Quantity kinds for understanding ratios

letmaik commented 8 years ago

(related to #39) @adamml

Since percentages and ratios come up frequently, I thought I look at qudt and UCUM again to see how this could be done.

Percentages seem easy:

  "unit" : {
    "label": {
      "en": "Percent"
    },
    "symbol": {
      "value": "%",
      "type": "http://www.opengis.net/def/uom/UCUM/"
    }
  },

For [0,1] ratios, this would be:

  "unit" : {
    "label": {
      "en": "Ratio"
    },
    "symbol": {
      "value": "1",
      "type": "http://www.opengis.net/def/uom/UCUM/"
    }
  },

Of course, we could also define that the unity unit is the default if none is given.

Percentage could also be given as 1/100 in UCUM, which would loose some semantics. But I think this highlights that the unit semantics shouldn't be overrated here and the actual type of the number/quantity has to be described differently. In qudt there are quantity kinds, for example the percent unit is defined as:

<rdf:Description rdf:about="http://qudt.org/vocab/unit#Percent">
  <qudt:quantityKind rdf:resource="#DimensionlessRatio"/>
</rdf:Description>

A [0,1] ratio would also have the DimensionlessRatio quantity kind.

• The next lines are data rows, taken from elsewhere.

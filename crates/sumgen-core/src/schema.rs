//! Schema types: raw candidates from the host and the validated model.

use indexmap::IndexSet;
use smallvec::SmallVec;

use crate::errors::ModelError;
use crate::literal::NumericLiteral;
use crate::types::{Accessibility, Location, Nesting, TypeRef, TypeSlot, UnderlyingType};

/// A schema declaration as discovered by the host, before validation.
#[derive(Debug, Clone, PartialEq, Default)]
#[cfg_attr(feature = "serde", derive(serde::Serialize, serde::Deserialize))]
#[cfg_attr(feature = "serde", serde(default))]
pub struct SchemaCandidate {
    /// Declared identifier, e.g. `IpAddrVariant`.
    pub identifier: String,
    pub nesting: Nesting,
    /// Declaration carries the ignore marker.
    pub ignore: bool,
    pub namespace: Option<String>,
    pub underlying_type: Option<UnderlyingType>,
    pub accessibility: Accessibility,
    pub location: Location,
    pub members: Vec<RawMember>,
}

impl SchemaCandidate {
    pub fn new(identifier: impl Into<String>) -> Self {
        Self {
            identifier: identifier.into(),
            ..Default::default()
        }
    }

    pub fn nested_in(mut self, parent: impl Into<String>) -> Self {
        self.nesting = Nesting::Nested {
            parent: parent.into(),
        };
        self
    }

    pub fn ignored(mut self) -> Self {
        self.ignore = true;
        self
    }

    pub fn namespace(mut self, namespace: impl Into<String>) -> Self {
        self.namespace = Some(namespace.into());
        self
    }

    pub fn underlying(mut self, underlying: UnderlyingType) -> Self {
        self.underlying_type = Some(underlying);
        self
    }

    pub fn at(mut self, location: Location) -> Self {
        self.location = location;
        self
    }

    pub fn member(mut self, member: RawMember) -> Self {
        self.members.push(member);
        self
    }
}

/// A member declaration as discovered by the host.
#[derive(Debug, Clone, PartialEq, Default)]
#[cfg_attr(feature = "serde", derive(serde::Serialize, serde::Deserialize))]
#[cfg_attr(feature = "serde", serde(default))]
pub struct RawMember {
    pub name: String,
    /// `None` when the member carries no associated-value annotation.
    pub value_types: Option<Vec<TypeSlot>>,
    /// Explicit discriminant literal text.
    pub literal: Option<String>,
}

impl RawMember {
    /// A member without an associated-value annotation.
    pub fn unit(name: impl Into<String>) -> Self {
        Self {
            name: name.into(),
            ..Default::default()
        }
    }

    /// A member annotated with the given type slots.
    pub fn with_types<I, T>(name: impl Into<String>, slots: I) -> Self
    where
        I: IntoIterator<Item = T>,
        T: Into<TypeSlot>,
    {
        Self {
            name: name.into(),
            value_types: Some(slots.into_iter().map(Into::into).collect()),
            literal: None,
        }
    }

    pub fn literal(mut self, literal: impl Into<String>) -> Self {
        self.literal = Some(literal.into());
        self
    }
}

/// One variant of a validated schema.
#[derive(Debug, Clone, PartialEq, Eq)]
#[cfg_attr(feature = "serde", derive(serde::Serialize, serde::Deserialize))]
pub struct MemberModel {
    pub name: String,
    /// Ordered associated value types; empty for a unit variant.
    pub value_types: SmallVec<[TypeRef; 4]>,
    pub literal: Option<NumericLiteral>,
}

impl MemberModel {
    /// A unit variant.
    pub fn unit(name: impl Into<String>) -> Self {
        Self {
            name: name.into(),
            value_types: SmallVec::new(),
            literal: None,
        }
    }

    /// A variant with associated values of the given types.
    pub fn with_types<I, T>(name: impl Into<String>, types: I) -> Self
    where
        I: IntoIterator<Item = T>,
        T: Into<TypeRef>,
    {
        Self {
            name: name.into(),
            value_types: types.into_iter().map(Into::into).collect(),
            literal: None,
        }
    }

    pub fn literal(mut self, literal: impl Into<NumericLiteral>) -> Self {
        self.literal = Some(literal.into());
        self
    }

    pub fn is_unit(&self) -> bool {
        self.value_types.is_empty()
    }

    pub fn arity(&self) -> usize {
        self.value_types.len()
    }

    /// Positional argument names paired with their types: `args0`, `args1`, …
    pub fn args(&self) -> impl Iterator<Item = (String, &TypeRef)> + '_ {
        self.value_types
            .iter()
            .enumerate()
            .map(|(i, ty)| (arg_name(i), ty))
    }
}

/// Name of the positional argument at `index`.
pub fn arg_name(index: usize) -> String {
    format!("args{}", index)
}

/// A validated tagged-union definition.
#[derive(Debug, Clone, PartialEq, Eq)]
#[cfg_attr(feature = "serde", derive(serde::Serialize, serde::Deserialize))]
pub struct SchemaModel {
    /// Union name with the marker suffix stripped.
    pub name: String,
    /// Identifier as declared; also names the companion enum.
    pub declared_identifier: String,
    pub namespace: Option<String>,
    pub underlying: UnderlyingType,
    pub accessibility: Accessibility,
    pub location: Location,
    members: Vec<MemberModel>,
}

impl SchemaModel {
    /// Start building a schema named `name`.
    pub fn builder(name: impl Into<String>) -> SchemaBuilder {
        SchemaBuilder::new(name)
    }

    pub fn members(&self) -> &[MemberModel] {
        &self.members
    }

    pub fn member(&self, name: &str) -> Option<&MemberModel> {
        self.members.iter().find(|m| m.name == name)
    }

    pub fn count(&self) -> usize {
        self.members.len()
    }

    pub fn is_empty(&self) -> bool {
        self.members.is_empty()
    }

    /// Member names in declaration order.
    pub fn names(&self) -> impl Iterator<Item = &str> {
        self.members.iter().map(|m| m.name.as_str())
    }

    /// Numeric value of every member, in declaration order.
    ///
    /// An explicit literal sets the member's value and the baseline for the
    /// members after it; an implicit member takes the previous value plus one,
    /// starting from zero.
    pub fn discriminants(&self) -> Result<Vec<i128>, ModelError> {
        self.known_discriminants()?
            .into_iter()
            .zip(&self.members)
            .map(|(value, member)| {
                value.ok_or_else(|| ModelError::InvalidLiteral {
                    member: member.name.clone(),
                    literal: member
                        .literal
                        .as_ref()
                        .map(|l| l.as_str().to_string())
                        .unwrap_or_default(),
                })
            })
            .collect()
    }

    /// Range-check every discriminant that can be evaluated.
    ///
    /// A literal that is a constant expression has no known value; it and the
    /// implicit members after it are skipped until the next literal that does.
    pub fn check_discriminants(&self) -> Result<(), ModelError> {
        self.known_discriminants().map(drop)
    }

    fn known_discriminants(&self) -> Result<Vec<Option<i128>>, ModelError> {
        let mut values = Vec::with_capacity(self.members.len());
        let mut next = Some(0i128);

        for member in &self.members {
            let value = match &member.literal {
                Some(literal) => literal.evaluate(),
                None => next,
            };

            if let Some(value) = value {
                if !self.underlying.contains(value) {
                    return Err(ModelError::DiscriminantOutOfRange {
                        member: member.name.clone(),
                        value,
                        underlying: self.underlying,
                    });
                }
            }

            values.push(value);
            next = value.map(|v| v + 1);
        }

        Ok(values)
    }
}

/// Builder for [`SchemaModel`]s constructed directly rather than from a
/// host candidate.
#[derive(Debug, Clone)]
pub struct SchemaBuilder {
    name: String,
    declared_identifier: Option<String>,
    namespace: Option<String>,
    underlying: UnderlyingType,
    accessibility: Accessibility,
    location: Location,
    members: Vec<MemberModel>,
}

impl SchemaBuilder {
    pub fn new(name: impl Into<String>) -> Self {
        Self {
            name: name.into(),
            declared_identifier: None,
            namespace: None,
            underlying: UnderlyingType::default(),
            accessibility: Accessibility::default(),
            location: Location::default(),
            members: Vec::new(),
        }
    }

    /// Set the declared identifier. Defaults to the name plus `Variant`.
    pub fn declared_as(mut self, identifier: impl Into<String>) -> Self {
        self.declared_identifier = Some(identifier.into());
        self
    }

    pub fn namespace(mut self, namespace: impl Into<String>) -> Self {
        self.namespace = Some(namespace.into());
        self
    }

    pub fn underlying(mut self, underlying: UnderlyingType) -> Self {
        self.underlying = underlying;
        self
    }

    pub fn accessibility(mut self, accessibility: Accessibility) -> Self {
        self.accessibility = accessibility;
        self
    }

    pub fn location(mut self, location: Location) -> Self {
        self.location = location;
        self
    }

    pub fn member(mut self, member: MemberModel) -> Self {
        self.members.push(member);
        self
    }

    pub fn members(mut self, members: impl IntoIterator<Item = MemberModel>) -> Self {
        self.members.extend(members);
        self
    }

    /// Build the schema, checking that names are present and unique.
    pub fn build(self) -> Result<SchemaModel, ModelError> {
        if self.name.is_empty() {
            return Err(ModelError::EmptyIdentifier);
        }

        let mut seen = IndexSet::with_capacity(self.members.len());
        for member in &self.members {
            if member.name.is_empty() {
                return Err(ModelError::EmptyMemberName {
                    schema: self.name.clone(),
                });
            }
            if !seen.insert(member.name.as_str()) {
                return Err(ModelError::DuplicateMember {
                    schema: self.name.clone(),
                    member: member.name.clone(),
                });
            }
        }

        let declared_identifier = self
            .declared_identifier
            .unwrap_or_else(|| format!("{}{}", self.name, crate::validate::DEFAULT_MARKER_SUFFIX));

        Ok(SchemaModel {
            name: self.name,
            declared_identifier,
            namespace: self.namespace,
            underlying: self.underlying,
            accessibility: self.accessibility,
            location: self.location,
            members: self.members,
        })
    }
}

The problem with quantity kinds is that they massively overlap with observedProperty. I would say they are more or less the same. In the example above, the observed property "sea_ice_area_fraction" would be inherited from DimensionlessRatio. So the obvious question would be: Do we stick to observedProperty or are quantity kinds the real thing? In both cases, the parent types would be useful to know, also this touches the complex properties model by @adamml again:

  "observedProperty" : {
    "id": "http://vocab.nerc.ac.uk/standard_name/sea_ice_area_fraction/",
    "label" : {
      "en": "Sea ice area fraction"
    },
    "matrix": "http://.../sea_ice",
    "parents": [{
      "id": "http://.../area_fraction/",
    }, {
      "id": "http://qudt.org/vocab/quantity#DimensionlessRatio"
    }]
  }

Any thoughts on all this?

jonblower commented 8 years ago

The serialisations for percentages and ratios look OK to me. I'm a bit worried that fully describing an observed property could get very complicated, and we may quickly hit a point of diminishing returns. I guess the question is - what could an automated client do with the information about quantity kinds that it can't do with the observedProperty identifier? There has been lots of talk about decomposing the CF standard names to do something similar to the above, but it hasn't got very far, because the problem quickly gets complicated. There may be lots of widely-used standard names that aren't easily described by existing quantity kind types so it may be hard to find a general solution.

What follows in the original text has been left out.